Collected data
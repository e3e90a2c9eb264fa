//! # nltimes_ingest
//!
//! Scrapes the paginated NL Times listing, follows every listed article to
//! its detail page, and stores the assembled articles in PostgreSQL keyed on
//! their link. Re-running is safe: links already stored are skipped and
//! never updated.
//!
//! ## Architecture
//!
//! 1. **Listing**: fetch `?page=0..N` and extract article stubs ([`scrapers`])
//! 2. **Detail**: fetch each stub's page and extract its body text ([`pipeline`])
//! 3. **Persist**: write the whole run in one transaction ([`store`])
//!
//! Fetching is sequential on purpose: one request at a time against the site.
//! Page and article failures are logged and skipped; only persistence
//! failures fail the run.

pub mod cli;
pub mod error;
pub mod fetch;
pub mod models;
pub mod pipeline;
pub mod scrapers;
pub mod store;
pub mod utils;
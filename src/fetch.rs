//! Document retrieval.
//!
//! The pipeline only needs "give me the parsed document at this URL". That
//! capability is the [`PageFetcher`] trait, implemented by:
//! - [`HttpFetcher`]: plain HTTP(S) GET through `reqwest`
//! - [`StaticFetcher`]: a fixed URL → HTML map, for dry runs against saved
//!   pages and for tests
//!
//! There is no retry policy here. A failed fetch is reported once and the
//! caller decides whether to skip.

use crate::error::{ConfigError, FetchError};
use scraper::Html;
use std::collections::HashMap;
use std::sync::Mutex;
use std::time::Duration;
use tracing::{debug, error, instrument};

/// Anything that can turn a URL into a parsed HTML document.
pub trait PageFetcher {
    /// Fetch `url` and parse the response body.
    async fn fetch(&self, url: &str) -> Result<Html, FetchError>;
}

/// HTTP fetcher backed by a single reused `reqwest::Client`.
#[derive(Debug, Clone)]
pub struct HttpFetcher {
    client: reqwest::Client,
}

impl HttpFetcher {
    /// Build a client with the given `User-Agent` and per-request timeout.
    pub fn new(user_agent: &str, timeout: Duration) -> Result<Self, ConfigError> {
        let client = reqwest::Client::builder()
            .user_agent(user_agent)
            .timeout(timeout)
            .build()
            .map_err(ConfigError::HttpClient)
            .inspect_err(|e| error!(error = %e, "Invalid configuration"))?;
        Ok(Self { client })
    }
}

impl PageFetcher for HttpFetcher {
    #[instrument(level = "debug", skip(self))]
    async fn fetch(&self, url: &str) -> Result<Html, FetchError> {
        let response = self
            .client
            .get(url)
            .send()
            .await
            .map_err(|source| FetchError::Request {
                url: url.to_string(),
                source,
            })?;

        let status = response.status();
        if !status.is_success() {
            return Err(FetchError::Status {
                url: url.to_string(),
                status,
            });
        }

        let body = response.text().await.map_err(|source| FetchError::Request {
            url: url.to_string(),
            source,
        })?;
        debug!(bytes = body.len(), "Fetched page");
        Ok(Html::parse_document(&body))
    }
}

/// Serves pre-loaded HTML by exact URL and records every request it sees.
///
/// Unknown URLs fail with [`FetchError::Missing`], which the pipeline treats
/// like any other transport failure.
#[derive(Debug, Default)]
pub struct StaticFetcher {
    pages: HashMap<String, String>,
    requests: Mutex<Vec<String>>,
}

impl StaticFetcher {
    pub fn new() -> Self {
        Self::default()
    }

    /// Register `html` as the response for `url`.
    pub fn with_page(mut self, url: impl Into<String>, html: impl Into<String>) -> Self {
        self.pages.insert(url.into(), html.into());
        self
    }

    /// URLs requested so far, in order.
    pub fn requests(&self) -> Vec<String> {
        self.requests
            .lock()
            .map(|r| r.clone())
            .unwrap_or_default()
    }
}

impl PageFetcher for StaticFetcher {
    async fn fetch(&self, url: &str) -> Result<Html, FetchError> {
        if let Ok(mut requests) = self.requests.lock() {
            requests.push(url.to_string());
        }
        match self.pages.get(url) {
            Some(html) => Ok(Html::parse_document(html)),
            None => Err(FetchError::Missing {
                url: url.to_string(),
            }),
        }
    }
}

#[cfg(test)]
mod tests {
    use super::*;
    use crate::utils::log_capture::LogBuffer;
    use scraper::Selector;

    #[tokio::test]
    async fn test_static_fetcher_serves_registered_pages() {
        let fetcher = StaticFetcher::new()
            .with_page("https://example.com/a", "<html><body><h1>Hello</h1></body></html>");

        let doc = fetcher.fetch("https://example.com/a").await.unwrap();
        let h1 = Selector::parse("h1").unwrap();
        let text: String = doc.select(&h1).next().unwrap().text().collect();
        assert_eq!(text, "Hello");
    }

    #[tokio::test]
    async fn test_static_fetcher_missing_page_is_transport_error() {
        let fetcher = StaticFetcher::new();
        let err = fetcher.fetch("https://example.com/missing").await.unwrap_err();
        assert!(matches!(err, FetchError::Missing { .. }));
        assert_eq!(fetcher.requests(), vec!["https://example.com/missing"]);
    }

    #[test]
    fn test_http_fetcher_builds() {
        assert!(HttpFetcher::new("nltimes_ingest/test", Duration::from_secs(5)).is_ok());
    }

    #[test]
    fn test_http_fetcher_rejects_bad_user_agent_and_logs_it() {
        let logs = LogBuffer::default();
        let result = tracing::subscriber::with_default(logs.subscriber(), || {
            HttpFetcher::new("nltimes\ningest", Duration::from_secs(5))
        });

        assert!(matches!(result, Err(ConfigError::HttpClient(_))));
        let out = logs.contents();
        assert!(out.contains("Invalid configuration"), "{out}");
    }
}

...

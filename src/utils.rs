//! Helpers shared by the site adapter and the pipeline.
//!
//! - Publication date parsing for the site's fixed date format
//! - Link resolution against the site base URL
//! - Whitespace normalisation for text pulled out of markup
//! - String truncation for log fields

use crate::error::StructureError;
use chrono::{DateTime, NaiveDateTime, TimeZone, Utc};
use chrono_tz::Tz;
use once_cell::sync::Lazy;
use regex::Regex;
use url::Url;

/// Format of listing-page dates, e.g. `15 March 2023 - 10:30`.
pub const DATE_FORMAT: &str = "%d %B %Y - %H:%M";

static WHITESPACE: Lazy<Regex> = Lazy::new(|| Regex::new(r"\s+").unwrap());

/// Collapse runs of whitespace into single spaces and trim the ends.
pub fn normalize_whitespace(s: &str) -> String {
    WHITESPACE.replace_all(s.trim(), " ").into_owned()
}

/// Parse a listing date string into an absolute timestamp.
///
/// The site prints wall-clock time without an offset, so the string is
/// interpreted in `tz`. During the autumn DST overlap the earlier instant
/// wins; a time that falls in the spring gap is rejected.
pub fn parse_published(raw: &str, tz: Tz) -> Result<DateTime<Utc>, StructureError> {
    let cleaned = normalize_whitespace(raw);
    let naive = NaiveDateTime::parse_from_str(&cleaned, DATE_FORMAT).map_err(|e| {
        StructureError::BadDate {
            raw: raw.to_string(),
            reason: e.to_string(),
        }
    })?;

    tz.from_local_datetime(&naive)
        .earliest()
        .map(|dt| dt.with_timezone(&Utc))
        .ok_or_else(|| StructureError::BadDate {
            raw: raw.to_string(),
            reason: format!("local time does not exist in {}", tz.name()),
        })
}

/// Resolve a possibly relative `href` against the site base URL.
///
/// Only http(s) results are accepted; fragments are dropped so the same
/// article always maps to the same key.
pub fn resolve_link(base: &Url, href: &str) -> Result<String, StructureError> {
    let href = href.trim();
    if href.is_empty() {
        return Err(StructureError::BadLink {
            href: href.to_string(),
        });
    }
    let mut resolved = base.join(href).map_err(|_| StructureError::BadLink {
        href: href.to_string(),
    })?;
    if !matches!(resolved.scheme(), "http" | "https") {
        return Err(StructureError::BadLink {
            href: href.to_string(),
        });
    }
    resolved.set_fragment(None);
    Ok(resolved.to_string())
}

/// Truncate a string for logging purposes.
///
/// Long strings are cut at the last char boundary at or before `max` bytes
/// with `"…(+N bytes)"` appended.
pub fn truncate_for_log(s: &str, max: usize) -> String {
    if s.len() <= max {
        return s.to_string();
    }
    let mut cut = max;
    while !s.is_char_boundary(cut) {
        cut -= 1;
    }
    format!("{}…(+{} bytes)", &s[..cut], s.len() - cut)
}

* * *

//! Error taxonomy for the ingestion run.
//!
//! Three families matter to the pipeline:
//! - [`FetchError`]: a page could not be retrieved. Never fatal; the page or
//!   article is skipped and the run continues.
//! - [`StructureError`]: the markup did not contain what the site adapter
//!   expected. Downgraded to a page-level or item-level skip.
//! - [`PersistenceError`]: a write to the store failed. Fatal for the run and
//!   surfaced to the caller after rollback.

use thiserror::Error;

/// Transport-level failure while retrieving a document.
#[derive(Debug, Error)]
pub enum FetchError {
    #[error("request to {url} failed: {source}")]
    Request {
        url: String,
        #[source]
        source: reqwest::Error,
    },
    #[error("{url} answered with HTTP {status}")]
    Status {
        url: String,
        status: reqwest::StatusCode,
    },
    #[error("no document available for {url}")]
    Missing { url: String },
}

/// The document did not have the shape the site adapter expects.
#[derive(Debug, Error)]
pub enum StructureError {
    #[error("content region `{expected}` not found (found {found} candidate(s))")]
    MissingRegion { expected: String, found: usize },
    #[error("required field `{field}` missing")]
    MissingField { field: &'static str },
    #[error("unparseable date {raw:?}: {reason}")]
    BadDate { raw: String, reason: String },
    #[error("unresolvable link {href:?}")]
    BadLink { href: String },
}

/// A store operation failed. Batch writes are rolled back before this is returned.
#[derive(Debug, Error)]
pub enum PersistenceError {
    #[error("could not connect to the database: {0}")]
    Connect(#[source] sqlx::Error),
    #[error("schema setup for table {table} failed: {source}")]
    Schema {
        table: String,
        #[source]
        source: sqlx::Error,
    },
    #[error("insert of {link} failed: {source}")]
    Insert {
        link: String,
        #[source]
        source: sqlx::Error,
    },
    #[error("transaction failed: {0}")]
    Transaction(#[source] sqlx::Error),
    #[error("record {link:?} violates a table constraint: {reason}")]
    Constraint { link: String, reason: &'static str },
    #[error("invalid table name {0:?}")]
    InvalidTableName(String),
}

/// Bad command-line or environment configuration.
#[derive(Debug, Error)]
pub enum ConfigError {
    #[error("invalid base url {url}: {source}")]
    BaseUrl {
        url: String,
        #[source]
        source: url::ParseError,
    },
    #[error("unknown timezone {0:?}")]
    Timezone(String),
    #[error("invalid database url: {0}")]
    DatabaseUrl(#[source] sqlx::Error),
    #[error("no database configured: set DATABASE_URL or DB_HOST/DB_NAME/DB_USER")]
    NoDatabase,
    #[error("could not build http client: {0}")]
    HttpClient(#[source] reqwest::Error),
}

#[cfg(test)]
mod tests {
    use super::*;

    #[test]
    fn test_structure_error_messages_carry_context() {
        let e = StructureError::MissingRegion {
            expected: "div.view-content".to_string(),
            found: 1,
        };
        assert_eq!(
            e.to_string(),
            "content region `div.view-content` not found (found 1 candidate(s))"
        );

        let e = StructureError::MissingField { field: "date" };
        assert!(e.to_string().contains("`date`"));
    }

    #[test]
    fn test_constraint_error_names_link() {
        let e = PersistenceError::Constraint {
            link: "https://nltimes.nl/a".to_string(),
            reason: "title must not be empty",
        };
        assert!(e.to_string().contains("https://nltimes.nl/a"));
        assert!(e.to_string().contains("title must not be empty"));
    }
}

(BRIEF): Set apart and copy each line of the records that holds the word "href".

(ANSWER SECTION):
/// Resolve a possibly relative `href` against the site base URL.
pub fn resolve_link(base: &Url, href: &str) -> Result<String, StructureError> {
    let href = href.trim();
    if href.is_empty() {
            href: href.to_string(),
    let mut resolved = base.join(href).map_err(|_| StructureError::BadLink {
        href: href.to_string(),
            href: href.to_string(),
    #[error("unresolvable link {href:?}")]
    BadLink { href: String },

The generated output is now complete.